TODO: Does this belong in ggstat? The specific aggregator functions probably do, but the concept could go in package table.
Types ¶
type Aggregate ¶
type Aggregate struct {
// Xs is the list column names to group values by before
// computing aggregate functions.
Xs []string
// Aggregators is the set of Aggregator functions to apply to
// each group of values.
Aggregators []Aggregator
}
Aggregate computes aggregate functions of a table grouped by distinct values of a column or set of columns.
Aggregate first groups the table by the Xs columns. Each of these groups produces a single row in the output table, where the unique value of each of the Xs columns appears in the output row, along with constant columns from the input, as well as any columns that have a unique value within every group (they're "effectively" constant). Additional columns in the output row are produced by applying the Aggregator functions to the group.
type Aggregator ¶
An Aggregator is a function that aggregates each group of input into one row and adds it to output. It may be based on multiple columns from input and may add multiple columns to output.
func AggCount ¶
func AggCount(label string) Aggregator
AggCount returns an aggregate function that computes the number of rows in each group. The resulting column will be named label, or "count" if label is "".
func AggGeoMean ¶
func AggGeoMean(cols ...string) Aggregator
AggGeoMean returns an aggregate function that computes the geometric mean of each of cols. The resulting columns will be named "geomean <col>" and will have the same type as <col>.
func AggMax ¶
func AggMax(cols ...string) Aggregator
AggMax returns an aggregate function that computes the maximum of each of cols. The resulting columns will be named "max <col>" and will have the same type as <col>.
func AggMean ¶
func AggMean(cols ...string) Aggregator
AggMean returns an aggregate function that computes the mean of each of cols. The resulting columns will be named "mean <col>" and will have the same type as <col>.
func AggMin ¶
func AggMin(cols ...string) Aggregator
AggMin returns an aggregate function that computes the minimum of each of cols. The resulting columns will be named "min <col>" and will have the same type as <col>.
func AggQuantile ¶
func AggQuantile(prefix string, quantile float64, cols ...string) Aggregator
AggQuantile returns an aggregate function that computes a quantile of each of cols. quantile has a range of [0,1]. The resulting columns will be named "<prefix> <col>" and will have the same type as <col>.
func AggSum ¶
func AggSum(cols ...string) Aggregator
AggSum returns an aggregate function that computes the sum of each of cols. The resulting columns will be named "sum <col>" and will have the same type as <col>.
func AggUnique ¶
func AggUnique(cols ...string) Aggregator
AggUnique returns an aggregate function retains the unique value of each of cols within each aggregate group, or panics if some group contains more than one value for one of these columns.

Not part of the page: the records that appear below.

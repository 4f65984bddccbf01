//! Gateway operation codes

use serde::{Deserialize, Serialize};
use std::fmt;

/// Which side of the connection may send an op code
#[derive(Debug, Clone, Copy, PartialEq, Eq)]
pub enum Direction {
    Send,
    Receive,
    Both,
}

/// Op code of a payload; selects how `d` is interpreted
#[derive(Debug, Clone, Copy, PartialEq, Eq, Hash, Serialize, Deserialize)]
#[serde(try_from = "u8", into = "u8")]
#[repr(u8)]
pub enum OpCode {
    Dispatch = 0,
    Heartbeat = 1,
    Identify = 2,
    PresenceUpdate = 3,
    Resume = 6,
    Reconnect = 7,
    InvalidSession = 9,
    /// Carries the heartbeat interval
    Hello = 10,
    HeartbeatAck = 11,
}

/// Op code outside the known set
#[derive(Debug, Clone, Copy, PartialEq, Eq, thiserror::Error)]
#[error("unknown op code: {0}")]
pub struct UnknownOpCode(pub u8);

impl OpCode {
    pub const ALL: [Self; 9] = [
        Self::Dispatch,
        Self::Heartbeat,
        Self::Identify,
        Self::PresenceUpdate,
        Self::Resume,
        Self::Reconnect,
        Self::InvalidSession,
        Self::Hello,
        Self::HeartbeatAck,
    ];

    #[must_use]
    pub const fn direction(self) -> Direction {
        match self {
            Self::Heartbeat => Direction::Both,
            Self::Identify | Self::PresenceUpdate | Self::Resume => Direction::Send,
            Self::Dispatch
            | Self::Reconnect
            | Self::InvalidSession
            | Self::Hello
            | Self::HeartbeatAck => Direction::Receive,
        }
    }

    /// Whether the server is allowed to send this op code
    #[must_use]
    pub const fn is_receivable(self) -> bool {
        !matches!(self.direction(), Direction::Send)
    }

    #[must_use]
    pub const fn name(self) -> &'static str {
        match self {
            Self::Dispatch => "Dispatch",
            Self::Heartbeat => "Heartbeat",
            Self::Identify => "Identify",
            Self::PresenceUpdate => "PresenceUpdate",
            Self::Resume => "Resume",
            Self::Reconnect => "Reconnect",
            Self::InvalidSession => "InvalidSession",
            Self::Hello => "Hello",
            Self::HeartbeatAck => "HeartbeatAck",
        }
    }
}

impl TryFrom<u8> for OpCode {
    type Error = UnknownOpCode;

    fn try_from(value: u8) -> Result<Self, Self::Error> {
        Self::ALL
            .into_iter()
            .find(|op| u8::from(*op) == value)
            .ok_or(UnknownOpCode(value))
    }
}

impl From<OpCode> for u8 {
    fn from(op: OpCode) -> Self {
        op as u8
    }
}

impl fmt::Display for OpCode {
    fn fmt(&self, f: &mut fmt::Formatter<'_>) -> fmt::Result {
        write!(f, "{} ({})", self.name(), *self as u8)
    }
}
//! Handler registry
//!
//! Collects listeners, transformers and cache rules, and compiles them into a
//! [`DispatchRoutine`]. Compilation is pure: the same registrations always
//! produce an equivalent table.

use super::caching::{cache_steps, validate_rules};
use super::context::{DispatchContext, ReadySignal};
use super::error::RegistrationError;
use super::routine::{Callback, DispatchRoutine, EventPlan, HandlerTable, Listener, ListenerId, Step};
use super::transformer::{EventArgs, Transformer};
use chat_cache::{CachePosition, CacheOptions};
use chat_gateway::GatewayEventType;
use std::collections::HashMap;
use std::sync::atomic::AtomicBool;
use std::sync::Arc;

/// Registrations that make up a dispatch routine
#[derive(Clone, Default)]
pub struct HandlerRegistry {
    /// Listeners in registration order
    listeners: Vec<(String, Listener)>,
    transformers: HashMap<String, Transformer>,
    cache: CacheOptions,
    next_id: u64,
}

impl HandlerRegistry {
    #[must_use]
    pub fn new() -> Self {
        Self::default()
    }

    /// Register a listener for every occurrence of `event`
    pub fn on<F>(&mut self, event: impl Into<String>, callback: F) -> ListenerId
    where
        F: Fn(&DispatchContext, &EventArgs) -> anyhow::Result<()> + Send + Sync + 'static,
    {
        self.push(event.into(), Arc::new(callback), None)
    }

    /// Register a listener that runs for the first occurrence of `event` only
    pub fn once<F>(&mut self, event: impl Into<String>, callback: F) -> ListenerId
    where
        F: Fn(&DispatchContext, &EventArgs) -> anyhow::Result<()> + Send + Sync + 'static,
    {
        self.push(event.into(), Arc::new(callback), Some(Arc::new(AtomicBool::new(false))))
    }

    fn push(&mut self, event: String, callback: Callback, fired: Option<Arc<AtomicBool>>) -> ListenerId {
        self.next_id += 1;
        let id = ListenerId(self.next_id);
        self.listeners.push((event, Listener { id, callback, fired }));
        id
    }

    /// Remove a listener. Returns `false` if it was not registered.
    pub fn off(&mut self, id: ListenerId) -> bool {
        let before = self.listeners.len();
        self.listeners.retain(|(_, listener)| listener.id != id);
        self.listeners.len() != before
    }

    /// Register the transformer of `event`. Each event has at most one.
    pub fn set_transformer(
        &mut self,
        event: impl Into<String>,
        transformer: Transformer,
    ) -> Result<(), RegistrationError> {
        let event = event.into();
        if self.transformers.contains_key(&event) {
            return Err(RegistrationError::DuplicateTransformer(event));
        }
        self.transformers.insert(event, transformer);
        Ok(())
    }

    /// Enable cache rules. A resource can only be configured once.
    pub fn append_caching_handlers(&mut self, options: CacheOptions) -> Result<(), RegistrationError> {
        let mut merged = self.cache;
        for (resource, rule) in options.rules() {
            if merged.rule(resource).is_some() {
                return Err(RegistrationError::DuplicateCacheRule(resource));
            }
            merged = merged.with(resource, rule);
        }
        validate_rules(&merged)?;
        self.cache = merged;
        Ok(())
    }

    #[must_use]
    pub fn cache_options(&self) -> &CacheOptions {
        &self.cache
    }

    #[must_use]
    pub fn listener_count(&self) -> usize {
        self.listeners.len()
    }

    /// Compile the registrations into a routine signalling `ready`.
    ///
    /// Per event, steps run as: cache rules positioned first, listeners in
    /// registration order, cache rules positioned last, then the ready
    /// signal for READY and RESUMED.
    pub fn compile(&self, ready: ReadySignal) -> Result<DispatchRoutine, RegistrationError> {
        let cache = cache_steps(&self.cache, &self.transformers)?;

        // A restored session completes its first connection with RESUMED
        let ready_events = [GatewayEventType::Ready.as_str(), GatewayEventType::Resumed.as_str()];
        let mut events: Vec<&str> = ready_events.to_vec();
        for event in cache
            .iter()
            .map(|(event, _)| *event)
            .chain(self.listeners.iter().map(|(event, _)| event.as_str()))
            .chain(self.transformers.keys().map(String::as_str))
        {
            if !events.contains(&event) {
                events.push(event);
            }
        }

        let cache_at = |event: &str, position: CachePosition| -> Vec<Step> {
            cache
                .iter()
                .filter(|(name, step)| *name == event && step.position == position)
                .map(|(_, step)| Step::Cache(step.clone()))
                .collect()
        };

        let mut plans = HashMap::with_capacity(events.len());
        for event in events {
            let mut steps: Vec<Step> = cache_at(event, CachePosition::First)
                .into_iter()
                .chain(
                    self.listeners
                        .iter()
                        .filter(|(name, _)| name == event)
                        .map(|(_, listener)| Step::Listener(listener.clone())),
                )
                .chain(cache_at(event, CachePosition::Last))
                .collect();
            if ready_events.contains(&event) {
                steps.push(Step::SignalReady);
            }

            plans.insert(
                event.to_string(),
                EventPlan {
                    transformer: self.transformers.get(event).cloned(),
                    steps,
                },
            );
        }

        tracing::debug!(
            events = plans.len(),
            listeners = self.listeners.len(),
            transformers = self.transformers.len(),
            "Compiled dispatch routine"
        );

        Ok(DispatchRoutine {
            table: HandlerTable { plans },
            ready,
        })
    }
}

impl std::fmt::Debug for HandlerRegistry {
    fn fmt(&self, f: &mut std::fmt::Formatter<'_>) -> std::fmt::Result {
        f.debug_struct("HandlerRegistry")
            .field("listeners", &self.listeners.len())
            .field("transformers", &self.transformers.keys().collect::<Vec<_>>())
            .field("cache", &self.cache)
            .finish()
    }
}
//! Cache rules
//!
//! Describes which resources are cached and where the cache write runs
//! relative to user callbacks.

use std::fmt;

/// Resources the client knows how to cache
#[derive(Debug, Clone, Copy, PartialEq, Eq, Hash)]
pub enum CacheResource {
    Guild,
    Channel,
    Thread,
    VoiceState,
    SelfUser,
}

impl CacheResource {
    /// All cacheable resources, in the order their rules are appended
    pub const ALL: [CacheResource; 5] = [
        Self::Guild,
        Self::Channel,
        Self::Thread,
        Self::VoiceState,
        Self::SelfUser,
    ];

    #[must_use]
    pub const fn name(self) -> &'static str {
        match self {
            Self::Guild => "guild",
            Self::Channel => "channel",
            Self::Thread => "thread",
            Self::VoiceState => "voice_state",
            Self::SelfUser => "self_user",
        }
    }
}

impl fmt::Display for CacheResource {
    fn fmt(&self, f: &mut fmt::Formatter<'_>) -> fmt::Result {
        f.write_str(self.name())
    }
}

/// Where a cache write runs relative to the user callbacks of the same event
#[derive(Debug, Clone, Copy, PartialEq, Eq, Hash, Default)]
pub enum CachePosition {
    /// Before user callbacks, so callbacks observe the updated cache
    #[default]
    First,
    /// After user callbacks, so callbacks observe the previous cache entry
    Last,
}

/// Rule for one cached resource
#[derive(Debug, Clone, Copy, PartialEq, Eq, Default)]
pub struct CacheRule {
    pub position: CachePosition,
    /// Store the event's transformer output instead of the raw payload
    pub apply_transformers: bool,
}

impl CacheRule {
    #[must_use]
    pub fn first() -> Self {
        Self {
            position: CachePosition::First,
            apply_transformers: false,
        }
    }

    #[must_use]
    pub fn last() -> Self {
        Self {
            position: CachePosition::Last,
            apply_transformers: false,
        }
    }

    #[must_use]
    pub fn transformed(mut self) -> Self {
        self.apply_transformers = true;
        self
    }
}

/// Cache configuration: one optional rule per resource
#[derive(Debug, Clone, Copy, PartialEq, Eq, Default)]
pub struct CacheOptions {
    pub guilds: Option<CacheRule>,
    pub channels: Option<CacheRule>,
    pub threads: Option<CacheRule>,
    pub voice_states: Option<CacheRule>,
    pub self_user: Option<CacheRule>,
}

impl CacheOptions {
    /// No caching
    #[must_use]
    pub fn none() -> Self {
        Self::default()
    }

    /// Cache every resource with raw payloads, written before callbacks
    #[must_use]
    pub fn all() -> Self {
        let rule = Some(CacheRule::first());
        Self {
            guilds: rule,
            channels: rule,
            threads: rule,
            voice_states: rule,
            self_user: rule,
        }
    }

    #[must_use]
    pub fn with(mut self, resource: CacheResource, rule: CacheRule) -> Self {
        *self.slot(resource) = Some(rule);
        self
    }

    #[must_use]
    pub fn without(mut self, resource: CacheResource) -> Self {
        *self.slot(resource) = None;
        self
    }

    /// Rule configured for a resource
    #[must_use]
    pub fn rule(&self, resource: CacheResource) -> Option<CacheRule> {
        match resource {
            CacheResource::Guild => self.guilds,
            CacheResource::Channel => self.channels,
            CacheResource::Thread => self.threads,
            CacheResource::VoiceState => self.voice_states,
            CacheResource::SelfUser => self.self_user,
        }
    }

    /// Enabled rules in append order
    pub fn rules(&self) -> impl Iterator<Item = (CacheResource, CacheRule)> + '_ {
        CacheResource::ALL
            .into_iter()
            .filter_map(|resource| self.rule(resource).map(|rule| (resource, rule)))
    }

    #[must_use]
    pub fn is_empty(&self) -> bool {
        self.rules().next().is_none()
    }

    fn slot(&mut self, resource: CacheResource) -> &mut Option<CacheRule> {
        match resource {
            CacheResource::Guild => &mut self.guilds,
            CacheResource::Channel => &mut self.channels,
            CacheResource::Thread => &mut self.threads,
            CacheResource::VoiceState => &mut self.voice_states,
            CacheResource::SelfUser => &mut self.self_user,
        }
    }
}
//! Chat client entry point
//!
//! Run with:
//! ```bash
//! CHAT_BOT_TOKEN=... cargo run -p chat-client
//! ```
//!
//! Configuration is loaded from environment variables.

use chat_cache::{CacheOptions, CacheResource, CacheRule};
use chat_client::{Client, ClientError, Transformer};
use chat_common::{try_init_tracing_with_config, ClientConfig, TracingConfig};
use chat_core::User;
use tracing::{error, info};

#[tokio::main]
async fn main() {
    let config = match ClientConfig::from_env() {
        Ok(config) => config,
        Err(e) => {
            eprintln!("Failed to load configuration: {e}");
            std::process::exit(1);
        }
    };

    if let Err(e) = try_init_tracing_with_config(TracingConfig::for_environment(config.env)) {
        eprintln!("Warning: Failed to initialize tracing: {e}");
    }

    if let Err(e) = run(config).await {
        error!(error = %e, "Client failed");
        std::process::exit(1);
    }
}

async fn run(config: ClientConfig) -> Result<(), ClientError> {
    info!(api = %config.api_base(), intents = ?config.intents, "Starting chat client");
    let token = config.token.clone();
    let client = Client::new(config);

    client.transform("USER_UPDATE", Transformer::deserialize::<User>())?;
    client.enable_cache(CacheOptions::all().with(CacheResource::SelfUser, CacheRule::first().transformed()))?;

    client.once("READY", |ctx, _| {
        info!(
            session_id = ctx.session.session_id.as_deref().unwrap_or_default(),
            guilds = ctx.cache.guild_count(),
            "Ready"
        );
        Ok(())
    })?;
    client.on("GUILD_CREATE", |ctx, args| {
        let name = args
            .raw()
            .and_then(|d| d.get("name"))
            .and_then(|n| n.as_str())
            .unwrap_or_default();
        info!(guild = name, cached = ctx.cache.guild_count(), "Guild available");
        Ok(())
    })?;
    client.on("MESSAGE_CREATE", |ctx, args| {
        info!(sequence = ?ctx.sequence, data = ?args.raw(), "Message");
        Ok(())
    })?;

    client.login(token).await?;
    info!(latency = ?client.ping().await.ok(), "Logged in");

    tokio::select! {
        result = client.wait() => result,
        _ = tokio::signal::ctrl_c() => {
            info!("Shutting down");
            client.close().await
        }
    }
}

Note that Aggregate will automatically retain columns that happen to be unique. AggUnique can be used to enforce at aggregation time that certain columns *must* be unique (and get a nice error if they are not).
type Bin ¶
type Bin struct {
// X is the name of the column to use for samples.
X string
// W is the optional name of the column to use for sample
// weights. It may be "" to weight each sample as 1.
W string
// Width controls how wide each bin should be. If not provided
// or 0, a width will be chosen to produce 30 bins. If X is an
// integer column, this width will be treated as an integer as
// well.
Width float64
// Breaks is the set of break points to use as boundaries
// between bins. The interval of each bin is [Breaks[i],
// Breaks[i+1]). Data points before the first break are
// dropped. If provided, Width and Center are ignored.
Breaks table.Slice
// SplitGroups indicates that each group in the table should
// have separate bounds based on the data in that group alone.
// The default, false, indicates that the binning function
// should use the bounds of all of the data combined. This
// makes it easier to compare bins across groups.
SplitGroups bool
}
XXX If this is just based on the number of bins, it can come up with really ugly boundary numbers. If the bin width is specified, then you could also specify the left edge and bins will be placed at [align+width*N, align+width*(N+1)]. ggplot2 also lets you specify the center alignment.
XXX In Matlab and NumPy, bins are open on the right *except* for the last bin, which is closed on both.
XXX Number of bins/bin width/specify boundaries, same bins across all groups/separate for each group/based on shared scales (don't have that information here), relative or absolute histogram (Matlab has lots more).
XXX Scale transform.
The result of Bin has two columns in addition to constant columns from the input:
- Column X is the left edge of the bin.
- Column W is the sum of the rows' weights, or column "count" is the number of rows in the bin.
type Density ¶
type Density struct {
// X is the name of the column to use for samples.
X string
// W is the optional name of the column to use for sample
// weights. It may be "" to uniformly weight samples.
W string
// N is the number of points to sample the KDE at. If N is 0,
// a reasonable default is used.
//
// TODO: This is particularly sensitive to the scale
// transform.
//
// TODO: Base the default on the bandwidth. If the bandwidth
// is really narrow, we may need a lot of samples to exceed
// the Nyquist rate.
N int
// Domain specifies the domain at which to sample this function.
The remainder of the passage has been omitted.